Barriers to Autism and Anxiety Research in Academic Settings

There may be many possible reasons for the lack of research in this area. The absence of anxiety measures that can be completed by teachers, who are arguably the best placed to observe and report on external indicators of anxiety in their students, may mean that researchers are not able to report on specific symptomatology in the school setting. Another possible reason is the barriers that can be encountered when undertaking research in schools (Kasari and Smith 2013). For example, Clarke et al. (2017) noted that they intended to gain teacher anxiety ratings for participants but decided against this due to difficulties finding consistency between schools in terms of which teachers would complete the questionnaires. Other studies (e.g. Adams et al. 2018a) report teacher questionnaire completion rates of less than 50%, even with a full-time project manager focussing upon school liaison. To further our understanding of anxiety at school and to develop effective interventions, it will require researchers to address some of these challenges.
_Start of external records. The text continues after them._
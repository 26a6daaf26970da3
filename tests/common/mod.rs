#![allow(dead_code)]

use std::net::SocketAddr;
use std::sync::Arc;
use std::time::Duration;

use axum::Router;
use chat_relay::config::UpstreamConfig;
use chat_relay::state::{AppState, SharedState};
use tokio::net::TcpListener;

/// Serves `app` on an ephemeral local port for the rest of the test.
pub async fn serve(app: Router) -> SocketAddr {
    let listener = TcpListener::bind("127.0.0.1:0").await.unwrap();
    let addr = listener.local_addr().unwrap();
    tokio::spawn(async move {
        axum::serve(listener, app).await.unwrap();
    });
    addr
}

/// A local address nothing listens on.
pub async fn closed_port() -> SocketAddr {
    let listener = TcpListener::bind("127.0.0.1:0").await.unwrap();
    listener.local_addr().unwrap()
}

pub fn state(api_key: Option<&str>, api_url: String, timeout: Duration) -> SharedState {
    let upstream = UpstreamConfig {
        api_key: api_key.map(str::to_string),
        api_url,
        timeout,
        ..Default::default()
    };
    Arc::new(AppState::new(upstream).unwrap())
}

pub fn unconfigured_state() -> SharedState {
    Arc::new(AppState::new(UpstreamConfig::default()).unwrap())
}
// src/message.rs
use serde::{Deserialize, Serialize};
use serde_json::Value;

#[derive(Debug, Clone, Copy, Default, PartialEq, Eq, Serialize, Deserialize)]
#[serde(rename_all = "lowercase", from = "String")]
pub enum Language {
    #[default]
    Zh,
    En,
}

impl Language {
    /// Only `zh` is special-cased; every other code reads as English.
    pub fn from_code(code: &str) -> Self {
        if code == "zh" { Language::Zh } else { Language::En }
    }

    pub fn code(self) -> &'static str {
        match self {
            Language::Zh => "zh",
            Language::En => "en",
        }
    }

    /// Looks for a CJK Unified Ideograph (U+4E00..=U+9FA5) in `text`.
    pub fn detect(text: &str) -> Self {
        if text.chars().any(|c| ('\u{4e00}'..='\u{9fa5}').contains(&c)) {
            Language::Zh
        } else {
            Language::En
        }
    }

    /// Best-effort language lookup on a raw request body. Anything that does
    /// not parse falls back to `zh`.
    pub fn sniff(body: &[u8]) -> Self {
        serde_json::from_slice::<Value>(body)
            .ok()
            .as_ref()
            .and_then(|v| v.get("language"))
            .and_then(Value::as_str)
            .map(Language::from_code)
            .unwrap_or_default()
    }
}

impl From<String> for Language {
    fn from(code: String) -> Self {
        Language::from_code(&code)
    }
}

#[derive(Debug, Deserialize)]
pub struct ChatRequest {
    pub message: Option<String>,
    pub language: Option<Language>,
    #[serde(rename = "systemPrompt")]
    pub system_prompt: Option<String>,
}

impl ChatRequest {
    pub fn language(&self) -> Language {
        self.language.unwrap_or_default()
    }

    /// The message, if present and non-empty.
    pub fn message(&self) -> Option<&str> {
        self.message.as_deref().filter(|m| !m.is_empty())
    }

    pub fn system_prompt(&self) -> Option<&str> {
        self.system_prompt.as_deref().filter(|p| !p.is_empty())
    }
}

/// Outgoing payload from the client dispatcher.
#[derive(Debug, Serialize)]
pub struct OutgoingMessage<'a> {
    pub message: &'a str,
    pub language: Language,
    pub timestamp: String,
}

#[derive(Debug, Clone, PartialEq, Serialize, Deserialize)]
pub struct ChatReply {
    #[serde(default)]
    pub reply: String,
    #[serde(default)]
    pub language: Language,
    #[serde(default, skip_serializing_if = "Option::is_none")]
    pub timestamp: Option<String>,
    #[serde(default, skip_serializing_if = "std::ops::Not::not")]
    pub error: bool,
}

impl ChatReply {
    pub fn answer(reply: impl Into<String>, language: Language) -> Self {
        Self {
            reply: reply.into(),
            language,
            timestamp: Some(now_iso8601()),
            error: false,
        }
    }

    pub fn failure(reply: impl Into<String>, language: Language) -> Self {
        Self {
            reply: reply.into(),
            language,
            timestamp: None,
            error: true,
        }
    }
}

/// UTC timestamp in the `2024-01-01T00:00:00.000Z` form.
pub fn now_iso8601() -> String {
    chrono::Utc::now().to_rfc3339_opts(chrono::SecondsFormat::Millis, true)
}

#[cfg(test)]
mod tests {
    use super::*;

    #[test]
    fn detects_cjk_ideographs() {
        assert_eq!(Language::detect("什么是token"), Language::Zh);
        assert_eq!(Language::detect("tell me about deepseek"), Language::En);
        // Hiragana sits outside the ideograph block.
        assert_eq!(Language::detect("こんにちは"), Language::En);
        assert_eq!(Language::detect(""), Language::En);
    }

    #[test]
    fn unknown_language_codes_read_as_english() {
        let req: ChatRequest =
            serde_json::from_str(r#"{"message":"hi","language":"fr"}"#).unwrap();
        assert_eq!(req.language(), Language::En);

        let req: ChatRequest = serde_json::from_str(r#"{"message":"hi"}"#).unwrap();
        assert_eq!(req.language(), Language::Zh);
    }

    #[test]
    fn empty_fields_count_as_absent() {
        let req: ChatRequest =
            serde_json::from_str(r#"{"message":"","systemPrompt":""}"#).unwrap();
        assert!(req.message().is_none());
        assert!(req.system_prompt().is_none());
    }

    #[test]
    fn sniff_defaults_to_chinese() {
        assert_eq!(Language::sniff(br#"{"language":"en""#), Language::Zh);
        assert_eq!(Language::sniff(br#"{"message":5,"language":"en"}"#), Language::En);
        assert_eq!(Language::sniff(b""), Language::Zh);
    }

    #[test]
    fn reply_omits_unset_fields() {
        let json = serde_json::to_value(ChatReply::failure("x", Language::En)).unwrap();
        assert_eq!(json, serde_json::json!({"reply": "x", "language": "en", "error": true}));

        let json = serde_json::to_value(ChatReply::answer("y", Language::Zh)).unwrap();
        assert!(json.get("error").is_none());
        let ts = json["timestamp"].as_str().unwrap();
        assert!(chrono::DateTime::parse_from_rfc3339(ts).is_ok());
        assert!(ts.ends_with('Z'));
    }
}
Areas for Further Research

Further research is needed that incorporates well-validated anxiety-specific measures that can be completed by multiple informants and are suitable for use with children on the autism spectrum. Due to the possibility of differing presentations and the increased reliance on proxy report (Adams and Oliver 2011), there is also a recognised need to develop specific measures of anxiety (alongside other aspects of mental health) in individuals with co-morbid intellectual disabilities (see reviews by Flynn et al. 2017). In addition, future work needs to go beyond reporting total and subscale scores if our understanding of anxiety in autism is to be enriched, using qualitative approaches and/or item-level analyses to provide rich information about the variability in anxiety presentation in autism across home and school settings (Magiati et al. 2017).

Future reviews may wish to include search terms for specific disorders including “social phobia” and “obsessive compulsive disorder” or specific treatments (e.g. “exposure therapy”) to explore the extant research on specific disorders and treatments within the school setting. The exclusion of studies based upon single case designs may have impacted upon the literature reviewed; for example, it may be that there are studies within the applied behaviour analysis literature that observe behaviours indicative of anxiety (e.g. “fearful behaviour”) or describe the functional assessment and analysis of anxiety. Future reviews may wish to amend the inclusion and exclusion criteria to allow such studies to be included and reviewed.

Conclusions

There is limited research describing anxiety in autism in the school context and the research that is available tends to report on non-anxiety-specific measures and to report a numerical score rather than any detail on presentation or symptomatology. More research must be conducted into the way that anxiety in children with autism presents at school and what, if any, impact it has on their academic engagement and achievement. Further development of teacher- and self-report methods is also an important focus for future research with work to establish the methodological quality of such measures.